Showcasing a major new multimedia project, Zadie Xa creates a sub-aquatic marine environment, inviting audiences to enter into an immersive world by way of atmospheric lighting, surround-sound, large-scale video projections, sculptures and costumes
Xa brings together imagined and learned Korean folklore, transforming diasporic knowledge into new realities. Within her immersive world, she presents an origin story inspired by Korean creation myths, centred on the giant goddess Grandmother Mago (Magohalmi). Exploring the passing down of ancestral knowledge through the matrilineal social structures that are based on the separation of responsibilities between male and female deities in the creation of the universe, the work confronts the goddesses’ shift in cultural status over time, from central to marginal.

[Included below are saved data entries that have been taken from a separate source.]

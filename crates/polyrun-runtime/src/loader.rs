//! Fetching and caching backend artefacts
//!
//! Interpreter modules and compiler toolchains are downloaded once into the
//! cache directory and reused by later loads. Downloads land in a temp
//! directory first and are renamed into place, so an interrupted fetch never
//! leaves a partial entry behind.

use crate::config::{NetworkConfig, SandboxConfig};
use crate::error::RuntimeError;
use polyrun_core::LoadError;
use std::path::{Path, PathBuf};
use std::time::Duration;
use tracing::{debug, info};

const WASM_MAGIC: &[u8] = b"\0asm";

/// Downloads and caches WebAssembly modules and toolchain archives.
pub struct ModuleLoader {
    /// Cache directory for downloaded artefacts
    cache_dir: PathBuf,
    /// Staging directory for in-flight downloads
    temp_dir: PathBuf,
    client: reqwest::Client,
}

impl ModuleLoader {
    /// Create a loader caching under `cache_dir`. Directories are created on
    /// first fetch.
    pub fn new(cache_dir: PathBuf, network: &NetworkConfig) -> Result<Self, LoadError> {
        let user_agent = network
            .user_agent
            .clone()
            .unwrap_or_else(|| format!("polyrun/{}", env!("CARGO_PKG_VERSION")));
        let client = reqwest::Client::builder()
            .timeout(Duration::from_secs(network.timeout_secs))
            .redirect(reqwest::redirect::Policy::limited(
                network.max_redirects as usize,
            ))
            .user_agent(user_agent)
            .build()
            .map_err(|e| LoadError::Fetch {
                url: String::new(),
                message: format!("Failed to create HTTP client: {}", e),
            })?;

        let temp_dir = cache_dir.join("temp");
        Ok(Self {
            cache_dir,
            temp_dir,
            client,
        })
    }

    /// Create a loader from the `[cache]` and `[network]` sections.
    pub fn from_config(config: &SandboxConfig) -> Result<Self, RuntimeError> {
        let cache_dir = config.cache.resolve()?;
        Ok(Self::new(cache_dir, &config.network)?)
    }

    /// Use a module already on disk.
    pub async fn load_from_path(&self, path: &Path) -> Result<PathBuf, LoadError> {
        if !tokio::fs::try_exists(path).await? {
            return Err(LoadError::InvalidModule(format!(
                "Module file not found: {:?}",
                path
            )));
        }

        if path.extension().and_then(|e| e.to_str()) != Some("wasm") {
            return Err(LoadError::InvalidModule(format!(
                "Expected .wasm file, got: {:?}",
                path
            )));
        }

        debug!("Loading module from path: {:?}", path);
        Ok(path.to_path_buf())
    }

    /// Fetch a `.wasm` module from `url`, cached as `<id>.wasm`.
    pub async fn fetch_module(&self, id: &str, url: &str) -> Result<PathBuf, LoadError> {
        check_id(id, url)?;
        let cache_path = self.cache_dir.join(format!("{}.wasm", id));

        if tokio::fs::try_exists(&cache_path).await? {
            debug!("Using cached module: {:?}", cache_path);
            return Ok(cache_path);
        }

        info!("Downloading module {} from: {}", id, url);
        let bytes = self.download(url).await?;
        if !bytes.starts_with(WASM_MAGIC) {
            return Err(LoadError::InvalidModule(format!(
                "{} is not a WebAssembly module",
                url
            )));
        }

        self.ensure_dirs().await?;
        let temp_path = self.temp_dir.join(format!("{}.wasm.tmp", id));
        tokio::fs::write(&temp_path, &bytes).await?;
        tokio::fs::rename(&temp_path, &cache_path).await?;

        info!("Module cached at: {:?}", cache_path);
        Ok(cache_path)
    }

    /// Fetch a `.tar.gz` archive from `url` and unpack it into `<id>/`.
    ///
    /// Returns the directory the archive was unpacked into.
    pub async fn fetch_archive(&self, id: &str, url: &str) -> Result<PathBuf, LoadError> {
        check_id(id, url)?;
        let cache_path = self.cache_dir.join(id);

        if tokio::fs::try_exists(&cache_path).await? {
            debug!("Using cached archive: {:?}", cache_path);
            return Ok(cache_path);
        }

        if !(url.ends_with(".tar.gz") || url.ends_with(".tgz")) {
            return Err(LoadError::Archive(format!("Unknown archive format: {}", url)));
        }

        info!("Downloading archive {} from: {}", id, url);
        let bytes = self.download(url).await?;

        self.ensure_dirs().await?;
        let staging = self.temp_dir.join(id);
        if tokio::fs::try_exists(&staging).await? {
            tokio::fs::remove_dir_all(&staging).await?;
        }

        let dest = staging.clone();
        tokio::task::spawn_blocking(move || unpack_tar_gz(&bytes, &dest))
            .await
            .map_err(|e| LoadError::Archive(format!("Extraction task failed: {}", e)))??;
        tokio::fs::rename(&staging, &cache_path).await?;

        info!("Archive unpacked at: {:?}", cache_path);
        Ok(cache_path)
    }

    /// Clear the module cache
    pub async fn clear_cache(&self) -> Result<(), LoadError> {
        if tokio::fs::try_exists(&self.cache_dir).await? {
            tokio::fs::remove_dir_all(&self.cache_dir).await?;
        }
        Ok(())
    }

    async fn ensure_dirs(&self) -> Result<(), LoadError> {
        tokio::fs::create_dir_all(&self.cache_dir).await?;
        tokio::fs::create_dir_all(&self.temp_dir).await?;
        Ok(())
    }

    async fn download(&self, url: &str) -> Result<Vec<u8>, LoadError> {
        let response = self.client.get(url).send().await.map_err(|e| LoadError::Fetch {
            url: url.to_string(),
            message: e.to_string(),
        })?;

        if !response.status().is_success() {
            return Err(LoadError::Http {
                url: url.to_string(),
                status: response.status().as_u16(),
            });
        }

        let bytes = response.bytes().await.map_err(|e| LoadError::Fetch {
            url: url.to_string(),
            message: format!("Failed to read response: {}", e),
        })?;
        Ok(bytes.to_vec())
    }
}

/// Derive a cache id from the last path segment of `url`.
pub fn cache_id(url: &str) -> String {
    let name = url.rsplit('/').next().unwrap_or(url);
    let name = name
        .trim_end_matches(".tar.gz")
        .trim_end_matches(".tgz")
        .trim_end_matches(".wasm");
    name.chars()
        .map(|c| if c.is_ascii_alphanumeric() || c == '.' || c == '-' || c == '_' { c } else { '_' })
        .collect()
}

/// An id must name an entry inside the cache directory.
fn check_id(id: &str, url: &str) -> Result<(), LoadError> {
    if id.is_empty() || id.chars().all(|c| c == '.') {
        return Err(LoadError::InvalidModule(format!(
            "Cannot derive a cache name from {:?}",
            url
        )));
    }
    Ok(())
}

/// Extract a gzip-compressed tar archive into `dest`.
pub fn unpack_tar_gz(bytes: &[u8], dest: &Path) -> Result<(), LoadError> {
    std::fs::create_dir_all(dest)?;
    let gz = flate2::read::GzDecoder::new(bytes);
    let mut archive = tar::Archive::new(gz);

    archive
        .unpack(dest)
        .map_err(|e| LoadError::Archive(format!("Failed to extract tar.gz: {}", e)))
}

#[cfg(test)]
mod tests {
    use super::*;
    use flate2::Compression;
    use flate2::write::GzEncoder;
    use rstest::rstest;
    use tempfile::tempdir;

    /// Nothing listens on the discard port locally, so any fetch fails fast.
    const UNREACHABLE: &str = "http://127.0.0.1:9/artefact";

    fn loader(dir: &Path) -> ModuleLoader {
        ModuleLoader::new(dir.to_path_buf(), &NetworkConfig::default()).unwrap()
    }

    fn tar_gz(files: &[(&str, &[u8])]) -> Vec<u8> {
        let mut builder = tar::Builder::new(GzEncoder::new(Vec::new(), Compression::default()));
        for (name, data) in files {
            let mut header = tar::Header::new_gnu();
            header.set_size(data.len() as u64);
            header.set_mode(0o755);
            header.set_cksum();
            builder.append_data(&mut header, name, *data).unwrap();
        }
        builder.into_inner().unwrap().finish().unwrap()
    }

    #[tokio::test]
    async fn test_cached_module_is_not_refetched() {
        let temp = tempdir().unwrap();
        let loader = loader(temp.path());
        let cached = temp.path().join("python.wasm");
        std::fs::write(&cached, b"\0asm\x01\0\0\0").unwrap();

        let path = loader
            .fetch_module("python", &format!("{}.wasm", UNREACHABLE))
            .await
            .unwrap();
        assert_eq!(path, cached);
    }

    #[tokio::test]
    async fn test_uncached_unreachable_module_is_fetch_error() {
        let temp = tempdir().unwrap();
        let loader = loader(temp.path());

        let err = loader
            .fetch_module("python", &format!("{}.wasm", UNREACHABLE))
            .await
            .unwrap_err();
        assert!(matches!(err, LoadError::Fetch { .. }), "unexpected error: {:?}", err);
        assert!(!temp.path().join("python.wasm").exists());
    }

    #[tokio::test]
    async fn test_cached_archive_is_not_refetched() {
        let temp = tempdir().unwrap();
        let loader = loader(temp.path());
        std::fs::create_dir_all(temp.path().join("wasi-sdk").join("bin")).unwrap();

        let path = loader
            .fetch_archive("wasi-sdk", &format!("{}.tar.gz", UNREACHABLE))
            .await
            .unwrap();
        assert_eq!(path, temp.path().join("wasi-sdk"));
    }

    #[tokio::test]
    async fn test_unknown_archive_format() {
        let temp = tempdir().unwrap();
        let loader = loader(temp.path());

        let err = loader
            .fetch_archive("sdk", "https://example.invalid/sdk.zip")
            .await
            .unwrap_err();
        assert!(matches!(err, LoadError::Archive(_)));
    }

    #[tokio::test]
    async fn test_load_from_path_requires_wasm_file() {
        let temp = tempdir().unwrap();
        let loader = loader(temp.path());
        let module = temp.path().join("python.wasm");
        let other = temp.path().join("python.txt");
        std::fs::write(&module, b"\0asm").unwrap();
        std::fs::write(&other, b"").unwrap();

        assert_eq!(loader.load_from_path(&module).await.unwrap(), module);
        assert!(loader.load_from_path(&other).await.is_err());
        assert!(loader.load_from_path(&temp.path().join("missing.wasm")).await.is_err());
    }

    #[test]
    fn test_unpack_tar_gz() {
        let temp = tempdir().unwrap();
        let archive = tar_gz(&[("sdk/bin/clang", b"#!/bin/sh\n"), ("sdk/VERSION", b"24.0")]);

        unpack_tar_gz(&archive, temp.path()).unwrap();

        assert!(temp.path().join("sdk/bin/clang").is_file());
        assert_eq!(std::fs::read(temp.path().join("sdk/VERSION")).unwrap(), b"24.0");
    }

    #[test]
    fn test_unpack_rejects_garbage() {
        let temp = tempdir().unwrap();
        let err = unpack_tar_gz(b"definitely not gzip", temp.path()).unwrap_err();
        assert!(matches!(err, LoadError::Archive(_)));
    }

    #[test]
    fn test_cache_id() {
        assert_eq!(
            cache_id("https://github.com/WebAssembly/wasi-sdk/releases/download/wasi-sdk-24/wasi-sdk-24.0-x86_64-linux.tar.gz"),
            "wasi-sdk-24.0-x86_64-linux"
        );
        assert_eq!(
            cache_id("https://example.com/dl/python%2F3.12/python-3.12.0.wasm"),
            "python-3.12.0"
        );
    }

    #[rstest]
    #[case::trailing_slash("https://example.invalid/downloads/")]
    #[case::dot_segment("https://example.invalid/downloads/..")]
    #[tokio::test]
    async fn test_unnamed_url_is_rejected(#[case] url: &str) {
        let temp = tempdir().unwrap();
        std::fs::create_dir_all(temp.path()).unwrap();
        let loader = loader(temp.path());

        let archive = loader.fetch_archive(&cache_id(url), url).await.unwrap_err();
        let module = loader.fetch_module(&cache_id(url), url).await.unwrap_err();

        assert!(matches!(archive, LoadError::InvalidModule(_)), "{:?}", archive);
        assert!(matches!(module, LoadError::InvalidModule(_)), "{:?}", module);
    }

    #[tokio::test]
    async fn test_clear_cache() {
        let temp = tempdir().unwrap();
        let cache = temp.path().join("cache");
        std::fs::create_dir_all(&cache).unwrap();
        std::fs::write(cache.join("x.wasm"), b"").unwrap();

        let loader = ModuleLoader::new(cache.clone(), &NetworkConfig::default()).unwrap();
        loader.clear_cache().await.unwrap();
        assert!(!cache.exists());
    }
}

Saturday 1 February – Monday 4 May
Bexhill on Sea
The De La Warr Pavilion is located a few minutes’ walk from the sea, on the South Coast of the United Kingdom, facing Europe. It is an icon of modernist architecture designed by refugee Erich Mendelsohn and émigré Serge Chermayeff. Throughout 2020, set against a backdrop of increasing political division in the UK and beyond, we harness our history and location to present artists, designers and activists whose work engages imaginatively with ideas of borders, diasporic identities and the impact of colonisation across time and space.